Extracted material START

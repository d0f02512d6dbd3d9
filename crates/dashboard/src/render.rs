//! HTML page rendering

use askama::Template;
use sentiment_engine::InferenceResult;

use crate::config::Branding;

/// Warning or error block shown under the form
#[derive(Debug, Clone)]
pub struct Notice {
    pub kind: &'static str,
    pub message: String,
}

impl Notice {
    pub fn warning(message: impl Into<String>) -> Self {
        Self {
            kind: "warning",
            message: message.into(),
        }
    }

    pub fn error(message: impl Into<String>) -> Self {
        Self {
            kind: "error",
            message: message.into(),
        }
    }
}

/// Display form of an [`InferenceResult`]
#[derive(Debug, Clone)]
pub struct ResultCard {
    pub icon: &'static str,
    pub name: &'static str,
    pub color: &'static str,
    pub message: &'static str,
    pub confidence: String,
}

impl From<&InferenceResult> for ResultCard {
    fn from(result: &InferenceResult) -> Self {
        Self {
            icon: result.label.icon,
            name: result.label.name,
            color: result.label.color,
            message: result.label.message,
            confidence: format_confidence(result.confidence),
        }
    }
}

/// Percentage with two decimals, e.g. `97.31%`
pub fn format_confidence(confidence: f32) -> String {
    format!("{:.2}%", confidence * 100.0)
}

/// The whole dashboard page
#[derive(Template)]
#[template(path = "page.html")]
pub struct PageTemplate<'a> {
    pub branding: &'a Branding,
    pub logo: Option<&'a str>,
    pub text: &'a str,
    pub notice: Option<Notice>,
    pub card: Option<ResultCard>,
}

impl<'a> PageTemplate<'a> {
    pub fn new(branding: &'a Branding, logo: Option<&'a str>) -> Self {
        Self {
            branding,
            logo,
            text: "",
            notice: None,
            card: None,
        }
    }

    pub fn with_text(mut self, text: &'a str) -> Self {
        self.text = text;
        self
    }

    pub fn with_notice(mut self, notice: Notice) -> Self {
        self.notice = Some(notice);
        self
    }

    pub fn with_result(mut self, result: &InferenceResult) -> Self {
        self.card = Some(ResultCard::from(result));
        self
    }
}

#[cfg(test)]
mod tests {
    use super::*;
    use sentiment_engine::LabelTable;

    fn positive_result() -> InferenceResult {
        InferenceResult {
            predicted_index: 2,
            confidence: 0.9731,
            probabilities: vec![0.0269, 0.9731],
            label: *LabelTable::ternary().get(2).unwrap(),
        }
    }

    #[test]
    fn test_format_confidence() {
        assert_eq!(format_confidence(0.9731), "97.31%");
        assert_eq!(format_confidence(1.0), "100.00%");
        assert_eq!(format_confidence(0.0), "0.00%");
    }

    #[test]
    fn test_empty_page_has_form_and_footer() {
        let branding = Branding::default();
        let html = PageTemplate::new(&branding, None).render().unwrap();
        assert!(html.contains("I am Miluna"));
        assert!(html.contains("action=\"/analyze\""));
        assert!(html.contains("Built by Ali Khllo"));
        assert!(html.contains("SYSTEM VERSION: Miluna-DASHBOARD-2026"));
        assert!(!html.contains("class=\"result\""));
        assert!(!html.contains("logo-orb\"><img"));
    }

    #[test]
    fn test_result_card_rendered() {
        let branding = Branding::default();
        let result = positive_result();
        let html = PageTemplate::new(&branding, None)
            .with_text("I am so happy today")
            .with_result(&result)
            .render()
            .unwrap();
        assert!(html.contains("POSITIVE"));
        assert!(html.contains("🌕"));
        assert!(html.contains("CONFIDENCE: 97.31%"));
        assert!(html.contains("Your energy shines bright!"));
    }

    #[test]
    fn test_logo_embedded_when_present() {
        let branding = Branding::default();
        let html = PageTemplate::new(&branding, Some("data:image/png;base64,aGVsbG8="))
            .render()
            .unwrap();
        assert!(html.contains("<img src=\"data:image/png;base64,aGVsbG8=\""));
        assert!(html.contains("UNIVERSITAS MERCU BUANA"));
    }

    #[test]
    fn test_user_text_is_escaped() {
        let branding = Branding::default();
        let html = PageTemplate::new(&branding, None)
            .with_text("<script>alert(1)</script>")
            .with_notice(Notice::warning("Please enter text."))
            .render()
            .unwrap();
        assert!(!html.contains("<script>alert(1)</script>"));
        assert!(html.contains("&lt;script&gt;"));
        assert!(html.contains("notice warning"));
    }
}
//! Health Route

use axum::{extract::State, Json};
use serde::Serialize;
use std::sync::Arc;

use crate::AppContext;

/// Health response
#[derive(Debug, Serialize)]
pub struct HealthResponse {
    pub status: String,
    pub timestamp: u64,
    pub version: String,
    pub uptime_seconds: u64,
    pub model: ModelInfo,
}

/// Loaded model summary
#[derive(Debug, Serialize)]
pub struct ModelInfo {
    pub classes: usize,
    pub label_cardinality: String,
    pub labels: Vec<&'static str>,
}

/// Health check handler
pub async fn health(State(ctx): State<Arc<AppContext>>) -> Json<HealthResponse> {
    let timestamp = std::time::SystemTime::now()
        .duration_since(std::time::UNIX_EPOCH)
        .map(|d| d.as_secs())
        .unwrap_or(0);

    let labels = ctx.engine.labels();
    Json(HealthResponse {
        status: "healthy".to_string(),
        timestamp,
        version: ctx.version.clone(),
        uptime_seconds: ctx.start_time.elapsed().as_secs(),
        model: ModelInfo {
            classes: ctx.engine.model_classes(),
            label_cardinality: labels.cardinality().as_str().to_string(),
            labels: labels.entries().iter().map(|e| e.name).collect(),
        },
    })
}
//! Inline logo embedding

use std::path::Path;

use base64::{engine::general_purpose::STANDARD, Engine};
use tracing::{info, warn};

/// Read an image and encode it as a `data:` URI.
///
/// A missing or unreadable file is not fatal: the branding panel falls back
/// to plain text.
pub fn load_logo(path: &Path) -> Option<String> {
    match std::fs::read(path) {
        Ok(bytes) => {
            info!("Embedding logo from {} ({} bytes)", path.display(), bytes.len());
            Some(format!(
                "data:{};base64,{}",
                mime_for(path),
                STANDARD.encode(bytes)
            ))
        }
        Err(e) => {
            warn!("Logo unavailable at {}: {}", path.display(), e);
            None
        }
    }
}

fn mime_for(path: &Path) -> &'static str {
    match path
        .extension()
        .and_then(|ext| ext.to_str())
        .map(|ext| ext.to_ascii_lowercase())
        .as_deref()
    {
        Some("jpg") | Some("jpeg") => "image/jpeg",
        Some("gif") => "image/gif",
        Some("svg") => "image/svg+xml",
        Some("webp") => "image/webp",
        _ => "image/png",
    }
}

Extracted material END

• **To do**:
Out of the entries, report each line that contains the word "Some".

• **Result of this exercise**:
        self.notice = Some(notice);
        self.card = Some(ResultCard::from(result));
        let html = PageTemplate::new(&branding, Some("data:image/png;base64,aGVsbG8="))
            Some(format!(
        Some("jpg") | Some("jpeg") => "image/jpeg",
        Some("gif") => "image/gif",
        Some("svg") => "image/svg+xml",
        Some("webp") => "image/webp",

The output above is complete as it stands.